Review Summary: A schizophrenic album, the first side of guitars followed by the second side of synthesizers, reflecting the creative tensions within the band.
I bought this album for a bargain £3 in a second hand record shop in Notting Hill Gate. Being particularly into rap, I thought that this would be all about the brothers in the hood. And the band's name seemed vaguely familiar. For £3, what did I have to lose? On first listen, this struck me as very ordinary. There is nothing overly innovative here and certainly no rapping of any description, although there was admittedly plenty of Michael Jackson-like yelps.
In fact this album, New Order's fourth studio album, struck me as a regression to their previous existence as Joy Division, with the first side (of the original vinyl record) all being guitar-based, often with layers of accoustic. What had happened to the beserk bass lines from their second album, "Power, Corruption and Lies"? Where were the ambient synthesizers of their third album "Low Life"? Where was the techno brilliance often found on their groundbreaking singles, collected in their compilation "Substance"?
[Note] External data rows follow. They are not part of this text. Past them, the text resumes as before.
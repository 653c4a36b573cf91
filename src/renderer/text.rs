use crate::renderer::scene::{PlayfieldLayout, TextLabel, TextLayer};
use glyphon::{
    Attrs, Buffer, Cache, Color, Family, FontSystem, Metrics, Resolution, Shaping, SwashCache,
    TextArea, TextAtlas, TextBounds, TextRenderer as GlyphonTextRenderer, Viewport, Weight,
};
use std::collections::HashMap;
use tracing::debug;
use wgpu::{Device, MultisampleState, Queue, RenderPass};

/// A shaped glyphon buffer plus the label it was last shaped from.
#[derive(Debug)]
pub struct TextBuffer {
    pub buffer: Buffer,
    pub label: TextLabel,
    pub visible: bool,
}

/// Glyphon text with two draw layers.
///
/// HUD text is drawn above the track, overlay text above the win overlay. Both layers
/// share one atlas, so both must be prepared before either is rendered.
pub struct TextRenderer {
    pub font_system: FontSystem,
    pub swash_cache: SwashCache,
    pub viewport: Viewport,
    pub atlas: TextAtlas,
    hud_renderer: GlyphonTextRenderer,
    overlay_renderer: GlyphonTextRenderer,
    pub text_buffers: HashMap<&'static str, TextBuffer>,
}

impl TextRenderer {
    pub fn new(device: &Device, queue: &Queue, surface_format: wgpu::TextureFormat) -> Self {
        let font_system = FontSystem::new();
        let swash_cache = SwashCache::new();
        let cache = Cache::new(device);
        let viewport = Viewport::new(device, &cache);
        let mut atlas = TextAtlas::new(device, queue, &cache, surface_format);
        let hud_renderer =
            GlyphonTextRenderer::new(&mut atlas, device, MultisampleState::default(), None);
        let overlay_renderer =
            GlyphonTextRenderer::new(&mut atlas, device, MultisampleState::default(), None);

        Self {
            font_system,
            swash_cache,
            viewport,
            atlas,
            hud_renderer,
            overlay_renderer,
            text_buffers: HashMap::new(),
        }
    }

    /// Makes the buffers match `labels`. Buffers with no matching label are hidden.
    pub fn sync_labels(&mut self, labels: &[TextLabel]) {
        for text_buffer in self.text_buffers.values_mut() {
            text_buffer.visible = false;
        }

        for label in labels {
            match self.text_buffers.get_mut(label.id) {
                Some(text_buffer) => {
                    if text_buffer.label != *label {
                        reshape(&mut self.font_system, &mut text_buffer.buffer, label);
                        text_buffer.label = label.clone();
                    }
                    text_buffer.visible = true;
                }
                None => {
                    debug!(id = label.id, "creating text buffer");
                    let mut buffer = Buffer::new(
                        &mut self.font_system,
                        Metrics::new(label.font_size, label.line_height),
                    );
                    reshape(&mut self.font_system, &mut buffer, label);
                    self.text_buffers.insert(
                        label.id,
                        TextBuffer {
                            buffer,
                            label: label.clone(),
                            visible: true,
                        },
                    );
                }
            }
        }
    }

    /// Uploads glyphs for both layers.
    pub fn prepare(
        &mut self,
        device: &Device,
        queue: &Queue,
        layout: &PlayfieldLayout,
    ) -> Result<(), glyphon::PrepareError> {
        self.viewport.update(
            queue,
            Resolution {
                width: layout.surface_width as u32,
                height: layout.surface_height as u32,
            },
        );

        for layer in [TextLayer::Hud, TextLayer::Overlay] {
            let text_areas: Vec<TextArea> = self
                .text_buffers
                .values()
                .filter(|text_buffer| text_buffer.visible && text_buffer.label.layer == layer)
                .map(|text_buffer| {
                    let placement = LabelPlacement::new(&text_buffer.label, layout);
                    let [r, g, b] = text_buffer.label.color;
                    TextArea {
                        buffer: &text_buffer.buffer,
                        left: placement.left,
                        top: placement.top,
                        scale: layout.scale,
                        bounds: placement.bounds,
                        default_color: Color::rgb(r, g, b),
                        custom_glyphs: &[],
                    }
                })
                .collect();

            let renderer = match layer {
                TextLayer::Hud => &mut self.hud_renderer,
                TextLayer::Overlay => &mut self.overlay_renderer,
            };
            renderer.prepare(
                device,
                queue,
                &mut self.font_system,
                &mut self.atlas,
                &self.viewport,
                text_areas,
                &mut self.swash_cache,
            )?;
        }

        Ok(())
    }

    pub fn render_layer(
        &self,
        layer: TextLayer,
        render_pass: &mut RenderPass,
    ) -> Result<(), glyphon::RenderError> {
        let renderer = match layer {
            TextLayer::Hud => &self.hud_renderer,
            TextLayer::Overlay => &self.overlay_renderer,
        };
        renderer.render(&self.atlas, &self.viewport, render_pass)
    }

    /// Trim the atlas to free up unused space
    pub fn trim(&mut self) {
        self.atlas.trim();
    }
}

fn reshape(font_system: &mut FontSystem, buffer: &mut Buffer, label: &TextLabel) {
    buffer.set_metrics(
        font_system,
        Metrics::new(label.font_size, label.line_height),
    );
    buffer.set_size(font_system, Some(label.max_width), Some(label.max_height));

    let weight = if label.bold { Weight::BOLD } else { Weight::NORMAL };
    let attrs = Attrs::new().family(Family::SansSerif).weight(weight);
    buffer.set_text(font_system, &label.text, attrs, Shaping::Advanced);
    buffer.shape_until_scroll(font_system, false);
}

/// Where a label lands on the surface, in physical pixels.
#[derive(Debug, Clone, Copy)]
struct LabelPlacement {
    left: f32,
    top: f32,
    bounds: TextBounds,
}

impl LabelPlacement {
    fn new(label: &TextLabel, layout: &PlayfieldLayout) -> Self {
        let [left, top] = layout.to_pixels(label.x, label.y);
        let [right, bottom] =
            layout.to_pixels(label.x + label.max_width, label.y + label.max_height);
        Self {
            left,
            top,
            bounds: TextBounds {
                left: left.floor() as i32,
                top: top.floor() as i32,
                right: right.ceil() as i32,
                bottom: bottom.ceil() as i32,
            },
        }
    }
}

#[cfg(test)]
mod tests {
    use super::*;

    fn label() -> TextLabel {
        TextLabel {
            id: "stats",
            text: "Speed: 0 mph".to_string(),
            x: 20.0,
            y: 10.0,
            max_width: 100.0,
            max_height: 40.0,
            font_size: 16.0,
            line_height: 20.0,
            color: [255, 255, 255],
            bold: false,
            layer: TextLayer::Hud,
        }
    }

    #[test]
    fn test_placement_at_native_size() {
        let placement = LabelPlacement::new(&label(), &PlayfieldLayout::new(800, 400));
        assert_eq!((placement.left, placement.top), (20.0, 10.0));
        assert_eq!(placement.bounds.right, 120);
        assert_eq!(placement.bounds.bottom, 50);
    }

    /// Doubling the window doubles the label box and shifts it with the letterbox.
    #[test]
    fn test_placement_follows_layout_scale() {
        let layout = PlayfieldLayout::new(1800, 800);
        let placement = LabelPlacement::new(&label(), &layout);
        assert_eq!(layout.scale, 2.0);
        assert_eq!(placement.left, 100.0 + 40.0);
        assert_eq!(placement.top, 20.0);
        assert_eq!(placement.bounds.right, 100 + 240);
        assert_eq!(placement.bounds.bottom, 100);
    }
}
On second listen, the album hit me as extraordinary. The first side feels strangely claustrophobic, with scrunched up guitars swirling against the mainly steadfast bass and drum beats. "Paradise" starts things off with a particularly earnest and urgent vocal delivery from Bernard Sumner, with its constant refrain "I want you, I need you" and a strange nod to Dolly Parton's "Jolene". "Weirdo" seems exactly that as the guitars, drums and vocals all seem out of kilter with each other, almost as if they are playing different songs, with only the bass holding things together. Again Sumner seems in a hurry, tripping through his vocals to make the words fit the space available. Eventually the instruments collide, as on most of the songs, to make a wall of sound not a million miles from Phil Spector.
"As It Is When It Was" provides for me the first major highlight, with Sumner seemingly at the end of his tether, on his knees, begging "whatever you think of me, listen hard and I will make you see." The bass kicks in to lend this song a masterful melancholic wistfulness, before the guitars swirl to take it even higher.
"Broken Promise" returns us to the ground of the first two songs, again overwhelmingly urgent, with Sumner again concerned with issues of trust and betrayal, as the guitars rush headlong against each other. The last song of the first side "Way of Life" continues in the same vein, with the vocals, guitars and drums yet again feeling slightly out of sync, with yet again the bass being pushed forward to hold the song together. The song ends with a riff stolen from "Love Will Tear Us Apart."
The throbbing, rumbling bass and frantic beats of a drum machine with synthesizer interludes herald the start of the second side, "Bizarre Love Triangle," and suddenly it seems like a totally different album. Although the songs are still overwhelmingly urgent, there now seems more room for the various instruments to explore their themes in this electronic side of the album. It's almost as if New Order are writing a thesis about music itself. This is where music was, the four piece of guitar, bass, drum and vocal, on the first side; this is where music can go, with the synthesizer keyboards and drum machines meshed with electronic guitars to create a pop symphonic sound on the second side.
Tony Wilson, their record company boss, termed this album New Order's equivalent to Pink Floyd's "Dark Side of the Moon" and whether this was typical record company bombast or not, the album now is really starting to soar. "All Day Long" is such an urgent, subtle and beautiful song with Sumner's hushed, breathy vocals, that words cannot do it justice. "Angel Dust" continues along the symphonic journey with its apocalyptic sound, before the original closer "Every Second Counts."
This is an amazingly confident song with echoes of Lou Reed's "Walk On The Wild Side." Sumner whispers his opening lines "Every second counts when I am with you; I think you are a pig, you should be in a zoo" before dissolving into giggles, presumably at the banality of his words. (Apart from anything else, a pig belongs in a farm, not a zoo). Somehow he manages to carry on. Even two and a half minutes into the song and he is still chuckling to himself as he fails to reach a high note. Whatever he is on, it seems to work and the song eventually closes in another triumphant wall of sound collision.
My album then has a single "State of the Nation" tacked on to it, which perhaps lacks in its vocal content, but doesn't seem out of place with its sympathetic mix and symphonic sound.
So there you go. I'm still not totally sure what to make of this or agree with what they've done here. Some of the songs don't even stand out particularly. Yet if New Order don't play strictly by the rules, somehow it seems to work.